_Directions for this task_:
From the entries that follow, copy each line in which "domain" appears.

Saved entries
↓

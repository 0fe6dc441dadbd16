//! Portfolio valuation against the latest coin snapshot.
//!
//! A holding whose coin is not in the snapshot is excluded from both totals
//! and rows. It is never an error and the holding itself is kept. The same
//! goes for a holding whose figures overflow `Decimal`; totals that overflow
//! saturate at `Decimal::MAX`.

use super::Holding;
use crate::domain::coin::{Coin, CoinSnapshot};
use rust_decimal::Decimal;
use serde::{Deserialize, Serialize};

/// Aggregate figures across every resolvable holding.
#[derive(Debug, Clone, Copy, Default, PartialEq, Serialize, Deserialize)]
pub struct PortfolioTotals {
    pub invested: Decimal,
    pub current_value: Decimal,
    pub gain: Decimal,
    /// `gain / invested * 100`, 0 when nothing is invested or it overflows.
    pub gain_percent: Decimal,
}

impl PortfolioTotals {
    pub fn is_gain(&self) -> bool {
        !self.gain.is_sign_negative() || self.gain.is_zero()
    }
}

/// One holding joined with its coin.
#[derive(Debug, Clone, PartialEq)]
pub struct HoldingRow<'a> {
    pub holding: &'a Holding,
    pub coin: &'a Coin,
    pub invested: Decimal,
    pub current_value: Decimal,
    pub gain: Decimal,
    /// `None` when nothing was invested or the ratio overflows (shown as "N/A").
    pub roi: Option<Decimal>,
}

/// Totals plus rows, the full portfolio view.
#[derive(Debug, Clone, PartialEq)]
pub struct PortfolioSummary<'a> {
    pub totals: PortfolioTotals,
    pub rows: Vec<HoldingRow<'a>>,
}

fn percent_of(gain: Decimal, invested: Decimal) -> Option<Decimal> {
    if invested > Decimal::ZERO {
        gain.checked_div(invested)?.checked_mul(Decimal::ONE_HUNDRED)
    } else {
        None
    }
}

fn row<'a>(holding: &'a Holding, coin: &'a Coin) -> Option<HoldingRow<'a>> {
    let invested = holding.invested()?;
    let current_value = holding.amount.checked_mul(coin.current_price)?;
    let gain = current_value.checked_sub(invested)?;
    Some(HoldingRow {
        holding,
        coin,
        invested,
        current_value,
        gain,
        roi: percent_of(gain, invested),
    })
}

/// Per-holding rows in holding order, unresolved holdings skipped.
pub fn holding_rows<'a>(holdings: &'a [Holding], snapshot: &'a CoinSnapshot) -> Vec<HoldingRow<'a>> {
    holdings
        .iter()
        .filter_map(|holding| {
            let coin = snapshot.find(&holding.coin_id)?;
            let row = row(holding, coin);
            if row.is_none() {
                tracing::warn!(id = %holding.id, coin = %holding.coin_id, "Holding value overflows, skipping");
            }
            row
        })
        .collect()
}

fn saturating_sum(values: impl Iterator<Item = Decimal>) -> Decimal {
    values.fold(Decimal::ZERO, |acc, v| acc.saturating_add(v))
}

fn totals_of(rows: &[HoldingRow<'_>]) -> PortfolioTotals {
    let invested = saturating_sum(rows.iter().map(|r| r.invested));
    let current_value = saturating_sum(rows.iter().map(|r| r.current_value));
    let gain = current_value.saturating_sub(invested);
    PortfolioTotals {
        invested,
        current_value,
        gain,
        gain_percent: percent_of(gain, invested).unwrap_or(Decimal::ZERO),
    }
}

/// Totals over resolvable holdings.
pub fn value_portfolio(holdings: &[Holding], snapshot: &CoinSnapshot) -> PortfolioTotals {
    totals_of(&holding_rows(holdings, snapshot))
}

pub fn summarize<'a>(holdings: &'a [Holding], snapshot: &'a CoinSnapshot) -> PortfolioSummary<'a> {
    let rows = holding_rows(holdings, snapshot);
    PortfolioSummary {
        totals: totals_of(&rows),
        rows,
    }
}

#[cfg(test)]
mod tests {
    use super::*;
    use crate::domain::coin::test_support::coin;
    use crate::domain::portfolio::HoldingId;
    use crate::shared::CoinId;

    fn holding_dec(id: i64, coin_id: &str, amount: &str, buy_price: &str) -> Holding {
        Holding {
            id: HoldingId(id),
            coin_id: CoinId::from(coin_id),
            amount: amount.parse().unwrap(),
            buy_price: buy_price.parse().unwrap(),
            date_bought: String::new(),
        }
    }

    fn holding(id: i64, coin_id: &str, amount: i64, buy_price: i64) -> Holding {
        Holding {
            id: HoldingId(id),
            coin_id: CoinId::from(coin_id),
            amount: Decimal::from(amount),
            buy_price: Decimal::from(buy_price),
            date_bought: String::new(),
        }
    }

    #[test]
    fn test_unresolved_holding_excluded() {
        let holdings = vec![holding(1, "btc", 2, 100)];
        let snapshot = CoinSnapshot::new(vec![coin("eth", "3000", None)]);
        assert_eq!(
            value_portfolio(&holdings, &snapshot),
            PortfolioTotals {
                invested: Decimal::ZERO,
                current_value: Decimal::ZERO,
                gain: Decimal::ZERO,
                gain_percent: Decimal::ZERO,
            }
        );
        assert!(holding_rows(&holdings, &snapshot).is_empty());
    }

    #[test]
    fn test_totals_over_resolvable_only() {
        let holdings = vec![
            holding(1, "btc", 2, 100),
            holding(2, "gone", 10, 10),
            holding(3, "eth", 1, 50),
        ];
        let snapshot = CoinSnapshot::new(vec![coin("btc", "150", None), coin("eth", "25", None)]);
        let totals = value_portfolio(&holdings, &snapshot);
        assert_eq!(totals.invested, Decimal::from(250));
        assert_eq!(totals.current_value, Decimal::from(325));
        assert_eq!(totals.gain, Decimal::from(75));
        assert_eq!(totals.gain_percent, Decimal::from(30));
        assert!(totals.is_gain());
    }

    #[test]
    fn test_rows_roi_and_zero_invested() {
        let holdings = vec![holding(1, "btc", 2, 100), holding(2, "airdrop", 5, 0)];
        let snapshot = CoinSnapshot::new(vec![coin("btc", "50", None), coin("airdrop", "2", None)]);
        let rows = holding_rows(&holdings, &snapshot);
        assert_eq!(rows.len(), 2);
        assert_eq!(rows[0].gain, Decimal::from(-100));
        assert_eq!(rows[0].roi, Some(Decimal::from(-50)));
        assert_eq!(rows[1].invested, Decimal::ZERO);
        assert_eq!(rows[1].current_value, Decimal::from(10));
        assert_eq!(rows[1].roi, None);
    }

    #[test]
    fn test_gain_percent_zero_when_nothing_invested() {
        let holdings = vec![holding(1, "airdrop", 5, 0)];
        let snapshot = CoinSnapshot::new(vec![coin("airdrop", "2", None)]);
        let summary = summarize(&holdings, &snapshot);
        assert_eq!(summary.totals.gain, Decimal::from(10));
        assert_eq!(summary.totals.gain_percent, Decimal::ZERO);
        assert_eq!(summary.rows.len(), 1);
    }

    #[test]
    fn test_tiny_cost_basis_does_not_panic() {
        let holdings = vec![holding_dec(1, "btc", "1", "0.000000000000000000000000001")];
        let snapshot = CoinSnapshot::new(vec![coin("btc", "100", None)]);

        let rows = holding_rows(&holdings, &snapshot);
        assert_eq!(rows.len(), 1);
        assert_eq!(rows[0].roi, None);

        let totals = value_portfolio(&holdings, &snapshot);
        assert_eq!(totals.current_value, Decimal::from(100));
        assert_eq!(totals.gain_percent, Decimal::ZERO);
    }

    #[test]
    fn test_overflowing_holding_is_skipped() {
        let holdings = vec![
            holding_dec(1, "btc", "100000000000000000000", "100000000000"),
            holding(2, "eth", 1, 50),
        ];
        let snapshot = CoinSnapshot::new(vec![coin("btc", "1", None), coin("eth", "100", None)]);

        let summary = summarize(&holdings, &snapshot);
        assert_eq!(summary.rows.len(), 1);
        assert_eq!(summary.rows[0].holding.id, HoldingId(2));
        assert_eq!(summary.totals.invested, Decimal::from(50));
        assert_eq!(summary.totals.gain_percent, Decimal::from(100));
    }

    #[test]
    fn test_totals_saturate_instead_of_overflowing() {
        let huge = "50000000000000000000000000000";
        let holdings = vec![holding_dec(1, "a", "1", huge), holding_dec(2, "b", "1", huge)];
        let snapshot = CoinSnapshot::new(vec![coin("a", "1", None), coin("b", "1", None)]);

        let totals = value_portfolio(&holdings, &snapshot);
        assert_eq!(totals.invested, Decimal::MAX);
        assert_eq!(totals.current_value, Decimal::from(2));
        assert!(!totals.is_gain());
    }
}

↑

_Result of the task_:
use crate::domain::coin::{Coin, CoinSnapshot};
    use crate::domain::coin::test_support::coin;
    use crate::domain::portfolio::HoldingId;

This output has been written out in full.